The ancient Egyptians around 300 BC already tried to capture all existing ‘data’ in the library of Alexandria. Moreover, the Roman Empire used to carefully analyze statistics of their military to determine the optimal distribution for their armies.

But, in more recent times it has revolutionized the modern business environment.

Big Data in 20th century

The first major data project was created in 1937 and was ordered by the Franklin D. Roosevelt administration after the Social Security Act became law. The government had to keep track of contributions from 26 million Americans and more than 3 million employers. IBM got the contract to develop punch card-reading machine for this massive bookkeeping project.

The first data-processing machine appeared in 1943 and was developed by the British to decipher Nazi codes during World War II. This device, named Colossus, searched for patterns in intercepted messages at a rate of 5,000 characters per second, reducing the length of time the task took from weeks to merely hours.

A Colossus Mark 2 codebreaking computer being operated by Dorothy Du Boisson (left) and Elsie Booker (right), 1943 | Source: Wikipedia

Then, in 1965, the United States Government decided to build the first ever data centre to store over 742million tax returns and 175 million sets of fingerprints. They decided to do this by transferring those records onto magnetic computer tape that had to be stored in a single location. The project was later dropped but is generally accepted as the beginning of the electronic data storage era.

The internet age and the dawn of Big Data

Between 1989 and 1990 Tim Berners-Lee and Robert Cailliau created the World Wide Web and developed HTML, URLs and HTTP, all while working for CERN. The internet age with widespread and easy access to data had begun and by 1996 digital data storage had become more cost-effective than storing information on paper.

Tim Berners-Lee and Robert Cailliau

The domain google.com was registered a year later in 1997 and would launch the following year in 1998 firing the starting pistol on the search engine's climb to data dominance and the development of numerous other technological innovations, including in the areas of machine learning, big data and analytics.

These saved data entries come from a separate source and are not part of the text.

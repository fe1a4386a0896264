use crate::docker;
use boltship_build::{ImageRecipe, pipeline};
use boltship_config::BuildSettings;
use colored::Colorize;

/// build コマンドを処理
pub async fn handle(settings: &BuildSettings, no_cache: bool, verbose: bool) -> anyhow::Result<()> {
    println!("{}", "Dockerイメージをビルド中...".green());
    println!("ソース: {}", settings.source_dir.display().to_string().cyan());
    println!("イメージ: {}", settings.image_reference().cyan());
    if settings.should_publish() {
        println!("プッシュ: {}", "有効".cyan());
    }

    println!();
    println!("{}", "Dockerに接続中...".blue());
    let backend = docker::init_backend_with_error_handling(verbose).await?;

    let recipe = ImageRecipe::node_app();
    let outcome = pipeline::build(&backend, settings, &recipe, no_cache).await?;

    println!();
    match outcome.published {
        Some(_) => println!(
            "{}",
            "✓ イメージがビルド＆プッシュされました！".green().bold()
        ),
        None => println!("{}", "✓ イメージがビルドされました！".green().bold()),
    }
    println!("  {}", outcome.reference.cyan());

    Ok(())
}
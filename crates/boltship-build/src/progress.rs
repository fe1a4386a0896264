use indicatif::{ProgressBar, ProgressStyle};
use std::time::Duration;

/// ビルド中のスピナー表示
pub struct BuildProgress {
    progress_bar: ProgressBar,
}

impl BuildProgress {
    pub fn new(image: &str) -> Self {
        let pb = ProgressBar::new_spinner();
        pb.set_style(
            ProgressStyle::default_spinner()
                .template("{spinner:.green} [{elapsed_precise}] {msg}")
                .unwrap_or_else(|_| ProgressStyle::default_spinner()),
        );
        pb.enable_steady_tick(Duration::from_millis(120));
        pb.set_message(format!("Building {}...", image));

        Self { progress_bar: pb }
    }

    pub fn set_message(&self, msg: &str) {
        self.progress_bar.set_message(msg.to_string());
    }

    pub fn finish_success(&self) {
        self.progress_bar.finish_with_message("Build completed ✓");
    }

    pub fn finish_error(&self, error: &str) {
        self.progress_bar
            .finish_with_message(format!("Build failed: {}", error));
    }
}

In 1998, Carlo Strozzi developed NoSQL, an open-source relational database that provided a way to store and retrieve data modelled differently from the traditional tabular methods found in relational databases. Then, in 1999, the first edition of How Much Information by Hal R. Varian and Peter Lyman attempted to quantify the amount of digital information available in the world at that point.

The information age

Since the early 2000s, the Internet and the Web has offered unique data collections and data analysis opportunities. With the expansion of web traffic and online stores, companies such as Yahoo, Amazon and eBay started to analyze customer behavior by looking at click-rates, IP-specific location data and search logs. This opened a whole new world of possibilities.

In 2005, Big Data was labelled by Roger Mougalas as he referred to a large set of data that, at the time, was almost impossible to manage and process using the traditional business intelligence tools available. In the same year, Hadoop, which could handle Big Data, was created. Hadoop was based on an open-sourced software framework called Nutch and was merged with Google’s MapReduce.

Big Data revolutionized entire industries and changed human culture and behavior. It is a result of the information age and is changing how people exercise, create music, and work.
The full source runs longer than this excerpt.